» **Assignment**:
Show all lines of the entries in which the word "only" is found.

[Saved data entries]

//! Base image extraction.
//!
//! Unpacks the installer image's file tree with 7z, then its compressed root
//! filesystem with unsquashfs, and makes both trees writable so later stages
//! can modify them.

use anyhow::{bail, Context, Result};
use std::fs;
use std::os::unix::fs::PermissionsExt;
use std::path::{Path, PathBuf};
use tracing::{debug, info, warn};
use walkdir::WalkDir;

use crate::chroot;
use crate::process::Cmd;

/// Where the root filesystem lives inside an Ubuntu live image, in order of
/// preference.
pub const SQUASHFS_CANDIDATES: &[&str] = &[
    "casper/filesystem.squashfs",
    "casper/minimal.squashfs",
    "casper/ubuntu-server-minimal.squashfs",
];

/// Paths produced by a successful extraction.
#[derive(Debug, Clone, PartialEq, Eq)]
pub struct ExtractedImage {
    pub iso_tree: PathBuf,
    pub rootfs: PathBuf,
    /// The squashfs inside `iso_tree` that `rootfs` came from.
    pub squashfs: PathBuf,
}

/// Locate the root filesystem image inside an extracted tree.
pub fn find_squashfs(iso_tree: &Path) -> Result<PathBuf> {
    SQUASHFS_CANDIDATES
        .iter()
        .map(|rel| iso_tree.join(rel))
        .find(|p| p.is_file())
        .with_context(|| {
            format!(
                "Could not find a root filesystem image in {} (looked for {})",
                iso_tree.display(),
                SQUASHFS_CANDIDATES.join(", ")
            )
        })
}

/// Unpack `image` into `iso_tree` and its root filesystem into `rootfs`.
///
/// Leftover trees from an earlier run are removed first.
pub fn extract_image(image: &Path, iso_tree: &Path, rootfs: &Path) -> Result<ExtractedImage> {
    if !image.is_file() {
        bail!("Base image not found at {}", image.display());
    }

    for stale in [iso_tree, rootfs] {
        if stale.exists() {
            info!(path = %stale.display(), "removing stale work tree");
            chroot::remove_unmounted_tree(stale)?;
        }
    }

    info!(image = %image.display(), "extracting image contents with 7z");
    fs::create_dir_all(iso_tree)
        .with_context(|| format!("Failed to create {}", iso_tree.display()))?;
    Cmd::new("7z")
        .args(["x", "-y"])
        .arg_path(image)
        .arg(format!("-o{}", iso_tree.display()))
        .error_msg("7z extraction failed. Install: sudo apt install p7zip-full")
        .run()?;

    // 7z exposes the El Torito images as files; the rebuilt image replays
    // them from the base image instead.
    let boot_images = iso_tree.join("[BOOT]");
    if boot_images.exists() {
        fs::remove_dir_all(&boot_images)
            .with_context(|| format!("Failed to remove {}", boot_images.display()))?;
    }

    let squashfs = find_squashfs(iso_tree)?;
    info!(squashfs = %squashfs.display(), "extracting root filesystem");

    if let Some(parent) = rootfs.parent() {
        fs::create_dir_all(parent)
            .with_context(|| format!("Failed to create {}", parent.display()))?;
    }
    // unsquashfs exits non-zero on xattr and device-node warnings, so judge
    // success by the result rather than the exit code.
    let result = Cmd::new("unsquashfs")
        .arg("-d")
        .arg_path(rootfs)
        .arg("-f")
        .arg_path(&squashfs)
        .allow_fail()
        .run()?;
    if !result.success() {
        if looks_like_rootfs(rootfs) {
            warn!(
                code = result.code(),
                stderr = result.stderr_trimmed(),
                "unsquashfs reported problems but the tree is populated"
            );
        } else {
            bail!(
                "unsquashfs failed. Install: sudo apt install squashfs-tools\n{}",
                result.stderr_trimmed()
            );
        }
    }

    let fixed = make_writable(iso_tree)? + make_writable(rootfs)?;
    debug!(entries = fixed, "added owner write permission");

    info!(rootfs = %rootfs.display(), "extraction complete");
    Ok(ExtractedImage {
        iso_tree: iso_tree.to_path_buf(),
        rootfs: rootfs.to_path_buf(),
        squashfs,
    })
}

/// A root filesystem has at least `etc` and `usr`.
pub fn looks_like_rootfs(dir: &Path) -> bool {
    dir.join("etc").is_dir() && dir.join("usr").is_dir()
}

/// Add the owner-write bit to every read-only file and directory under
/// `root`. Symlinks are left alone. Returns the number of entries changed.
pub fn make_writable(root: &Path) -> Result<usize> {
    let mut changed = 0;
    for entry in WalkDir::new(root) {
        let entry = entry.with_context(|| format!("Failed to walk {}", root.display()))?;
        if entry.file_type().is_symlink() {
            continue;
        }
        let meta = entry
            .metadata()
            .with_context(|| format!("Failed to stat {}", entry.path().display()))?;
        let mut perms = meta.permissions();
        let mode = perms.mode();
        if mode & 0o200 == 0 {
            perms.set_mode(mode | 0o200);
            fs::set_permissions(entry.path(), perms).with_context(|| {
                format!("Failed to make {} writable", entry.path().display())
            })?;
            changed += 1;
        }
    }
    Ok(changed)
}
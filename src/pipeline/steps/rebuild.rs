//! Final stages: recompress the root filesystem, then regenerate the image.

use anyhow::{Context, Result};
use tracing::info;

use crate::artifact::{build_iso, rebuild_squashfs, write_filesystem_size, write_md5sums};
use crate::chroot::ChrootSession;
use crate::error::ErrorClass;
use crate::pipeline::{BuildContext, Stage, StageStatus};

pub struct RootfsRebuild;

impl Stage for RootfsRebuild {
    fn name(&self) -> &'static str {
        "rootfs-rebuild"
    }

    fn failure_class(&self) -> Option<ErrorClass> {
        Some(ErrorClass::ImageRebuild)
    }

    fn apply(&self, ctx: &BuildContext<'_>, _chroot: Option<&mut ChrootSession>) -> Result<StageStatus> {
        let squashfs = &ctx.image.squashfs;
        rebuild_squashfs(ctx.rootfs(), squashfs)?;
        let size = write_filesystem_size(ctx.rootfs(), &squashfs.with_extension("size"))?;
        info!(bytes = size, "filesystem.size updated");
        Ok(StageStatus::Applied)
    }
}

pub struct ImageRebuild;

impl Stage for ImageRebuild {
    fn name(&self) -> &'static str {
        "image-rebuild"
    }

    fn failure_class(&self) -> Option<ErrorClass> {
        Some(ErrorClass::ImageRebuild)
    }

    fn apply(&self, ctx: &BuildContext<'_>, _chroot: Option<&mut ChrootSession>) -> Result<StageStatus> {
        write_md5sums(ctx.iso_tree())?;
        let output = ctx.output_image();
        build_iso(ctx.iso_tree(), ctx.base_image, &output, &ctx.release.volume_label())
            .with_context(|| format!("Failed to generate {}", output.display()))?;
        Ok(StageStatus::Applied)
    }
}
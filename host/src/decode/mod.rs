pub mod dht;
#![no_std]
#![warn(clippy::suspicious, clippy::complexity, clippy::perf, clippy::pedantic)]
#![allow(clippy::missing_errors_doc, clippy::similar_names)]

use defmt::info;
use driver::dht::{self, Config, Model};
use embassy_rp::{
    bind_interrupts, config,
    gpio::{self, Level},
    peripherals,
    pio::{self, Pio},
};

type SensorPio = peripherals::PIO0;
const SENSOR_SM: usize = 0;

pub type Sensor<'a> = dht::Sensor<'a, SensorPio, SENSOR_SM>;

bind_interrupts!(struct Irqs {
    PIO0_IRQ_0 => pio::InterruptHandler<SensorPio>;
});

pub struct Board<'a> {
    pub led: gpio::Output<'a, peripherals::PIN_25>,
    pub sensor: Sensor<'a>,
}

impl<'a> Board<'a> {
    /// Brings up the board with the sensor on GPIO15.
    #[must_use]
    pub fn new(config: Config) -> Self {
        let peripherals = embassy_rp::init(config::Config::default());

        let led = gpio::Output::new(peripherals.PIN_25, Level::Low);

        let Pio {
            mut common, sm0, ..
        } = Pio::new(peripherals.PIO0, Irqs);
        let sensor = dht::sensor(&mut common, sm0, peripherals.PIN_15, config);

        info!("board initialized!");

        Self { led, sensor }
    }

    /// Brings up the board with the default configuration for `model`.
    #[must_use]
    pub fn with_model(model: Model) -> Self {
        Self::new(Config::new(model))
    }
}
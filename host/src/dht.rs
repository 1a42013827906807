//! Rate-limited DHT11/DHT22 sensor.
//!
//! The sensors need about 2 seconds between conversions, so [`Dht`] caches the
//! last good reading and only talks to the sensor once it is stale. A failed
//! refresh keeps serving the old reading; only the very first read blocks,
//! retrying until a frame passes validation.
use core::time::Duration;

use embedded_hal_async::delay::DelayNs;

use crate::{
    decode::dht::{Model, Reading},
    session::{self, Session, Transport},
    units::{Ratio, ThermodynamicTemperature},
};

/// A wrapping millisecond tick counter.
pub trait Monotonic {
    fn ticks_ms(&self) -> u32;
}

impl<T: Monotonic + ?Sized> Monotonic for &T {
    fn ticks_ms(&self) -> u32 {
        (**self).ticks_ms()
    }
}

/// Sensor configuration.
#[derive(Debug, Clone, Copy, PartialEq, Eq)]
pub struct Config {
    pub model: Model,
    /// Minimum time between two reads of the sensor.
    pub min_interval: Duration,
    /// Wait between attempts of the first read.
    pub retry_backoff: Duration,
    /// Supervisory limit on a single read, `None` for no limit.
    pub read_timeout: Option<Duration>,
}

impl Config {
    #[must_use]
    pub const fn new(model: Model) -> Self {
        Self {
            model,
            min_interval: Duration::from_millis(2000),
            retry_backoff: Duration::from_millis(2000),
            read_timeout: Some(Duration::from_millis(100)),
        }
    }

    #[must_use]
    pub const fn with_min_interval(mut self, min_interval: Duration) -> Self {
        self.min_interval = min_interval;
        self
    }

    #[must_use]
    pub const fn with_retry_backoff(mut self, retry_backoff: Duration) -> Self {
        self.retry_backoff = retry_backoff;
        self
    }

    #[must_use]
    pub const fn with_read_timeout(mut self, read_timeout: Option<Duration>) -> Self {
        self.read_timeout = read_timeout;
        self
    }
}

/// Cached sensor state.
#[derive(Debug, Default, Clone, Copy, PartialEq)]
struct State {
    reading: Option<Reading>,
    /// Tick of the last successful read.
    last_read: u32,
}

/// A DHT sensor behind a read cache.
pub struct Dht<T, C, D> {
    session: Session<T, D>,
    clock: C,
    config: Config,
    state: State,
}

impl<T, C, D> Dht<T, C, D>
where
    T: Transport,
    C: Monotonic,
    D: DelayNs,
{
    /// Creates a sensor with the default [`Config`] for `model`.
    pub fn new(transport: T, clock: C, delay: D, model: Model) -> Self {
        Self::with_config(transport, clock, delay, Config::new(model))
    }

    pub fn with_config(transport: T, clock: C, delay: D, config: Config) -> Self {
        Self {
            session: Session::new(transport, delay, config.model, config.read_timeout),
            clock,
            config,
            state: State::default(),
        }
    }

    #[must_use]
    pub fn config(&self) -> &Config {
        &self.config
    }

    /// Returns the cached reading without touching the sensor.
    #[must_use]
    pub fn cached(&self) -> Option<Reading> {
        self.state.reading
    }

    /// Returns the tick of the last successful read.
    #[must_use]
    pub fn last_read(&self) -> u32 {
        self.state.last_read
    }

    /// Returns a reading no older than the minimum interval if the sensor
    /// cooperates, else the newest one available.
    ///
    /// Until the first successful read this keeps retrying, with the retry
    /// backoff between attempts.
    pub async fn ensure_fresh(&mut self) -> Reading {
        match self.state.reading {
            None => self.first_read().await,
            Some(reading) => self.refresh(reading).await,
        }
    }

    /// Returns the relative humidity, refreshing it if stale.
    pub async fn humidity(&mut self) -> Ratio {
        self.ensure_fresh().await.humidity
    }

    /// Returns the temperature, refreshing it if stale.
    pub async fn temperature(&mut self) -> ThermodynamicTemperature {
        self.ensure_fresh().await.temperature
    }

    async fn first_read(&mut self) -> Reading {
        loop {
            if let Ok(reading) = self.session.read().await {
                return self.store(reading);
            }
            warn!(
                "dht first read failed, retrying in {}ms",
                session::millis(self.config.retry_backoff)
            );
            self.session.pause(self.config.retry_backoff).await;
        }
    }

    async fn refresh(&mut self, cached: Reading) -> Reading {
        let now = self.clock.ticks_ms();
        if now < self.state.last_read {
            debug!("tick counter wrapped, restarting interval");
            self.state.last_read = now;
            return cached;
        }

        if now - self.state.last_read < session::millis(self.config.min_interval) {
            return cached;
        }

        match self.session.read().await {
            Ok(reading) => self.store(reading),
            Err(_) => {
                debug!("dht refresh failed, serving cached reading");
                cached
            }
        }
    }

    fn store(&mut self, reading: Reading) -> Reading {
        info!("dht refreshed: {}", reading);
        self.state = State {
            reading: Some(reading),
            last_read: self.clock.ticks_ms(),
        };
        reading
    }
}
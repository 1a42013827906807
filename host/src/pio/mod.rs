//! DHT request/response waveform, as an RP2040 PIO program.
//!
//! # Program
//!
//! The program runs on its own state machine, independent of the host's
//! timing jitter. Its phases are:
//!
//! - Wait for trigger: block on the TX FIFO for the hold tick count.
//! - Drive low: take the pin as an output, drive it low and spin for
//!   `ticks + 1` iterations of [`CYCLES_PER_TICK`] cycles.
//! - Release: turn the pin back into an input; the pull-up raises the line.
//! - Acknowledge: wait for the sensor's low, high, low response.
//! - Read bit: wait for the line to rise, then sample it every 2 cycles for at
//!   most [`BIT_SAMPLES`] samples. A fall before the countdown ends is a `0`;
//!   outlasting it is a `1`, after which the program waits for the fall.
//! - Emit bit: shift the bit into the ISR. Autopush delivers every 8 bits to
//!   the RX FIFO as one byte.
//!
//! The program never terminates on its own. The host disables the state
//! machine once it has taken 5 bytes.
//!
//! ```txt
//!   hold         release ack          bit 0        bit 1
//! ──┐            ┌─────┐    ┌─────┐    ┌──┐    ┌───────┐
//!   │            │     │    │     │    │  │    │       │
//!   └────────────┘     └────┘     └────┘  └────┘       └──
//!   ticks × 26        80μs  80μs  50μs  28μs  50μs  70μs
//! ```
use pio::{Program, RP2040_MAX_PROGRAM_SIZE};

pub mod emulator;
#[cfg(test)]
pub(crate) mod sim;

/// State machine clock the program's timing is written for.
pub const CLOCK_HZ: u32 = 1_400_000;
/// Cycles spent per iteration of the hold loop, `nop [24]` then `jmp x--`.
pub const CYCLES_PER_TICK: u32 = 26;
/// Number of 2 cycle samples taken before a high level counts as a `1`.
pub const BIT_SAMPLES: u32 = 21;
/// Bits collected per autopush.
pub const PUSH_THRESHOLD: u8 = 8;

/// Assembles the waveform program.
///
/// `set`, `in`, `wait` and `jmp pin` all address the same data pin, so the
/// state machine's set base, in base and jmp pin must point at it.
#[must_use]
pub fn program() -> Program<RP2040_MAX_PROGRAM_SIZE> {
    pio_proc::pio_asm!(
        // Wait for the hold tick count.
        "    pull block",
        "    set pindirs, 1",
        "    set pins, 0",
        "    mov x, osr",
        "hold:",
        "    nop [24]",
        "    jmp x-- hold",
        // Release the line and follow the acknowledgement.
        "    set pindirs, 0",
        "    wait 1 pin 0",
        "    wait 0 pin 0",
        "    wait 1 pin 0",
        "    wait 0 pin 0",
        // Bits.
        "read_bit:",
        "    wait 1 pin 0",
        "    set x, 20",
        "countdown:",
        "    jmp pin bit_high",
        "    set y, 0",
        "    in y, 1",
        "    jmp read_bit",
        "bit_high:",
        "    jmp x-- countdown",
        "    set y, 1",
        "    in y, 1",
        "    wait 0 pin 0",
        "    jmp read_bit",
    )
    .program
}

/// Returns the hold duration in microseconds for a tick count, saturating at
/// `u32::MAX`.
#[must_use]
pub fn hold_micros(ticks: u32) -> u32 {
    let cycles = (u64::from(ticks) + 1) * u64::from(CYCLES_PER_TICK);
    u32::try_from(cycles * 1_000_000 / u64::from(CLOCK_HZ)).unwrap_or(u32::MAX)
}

» **Solution for this task**:
/// Add the owner-write bit to every read-only file and directory under
//! last good reading and only talks to the sensor once it is stale. A failed
//! refresh keeps serving the old reading; only the very first read blocks,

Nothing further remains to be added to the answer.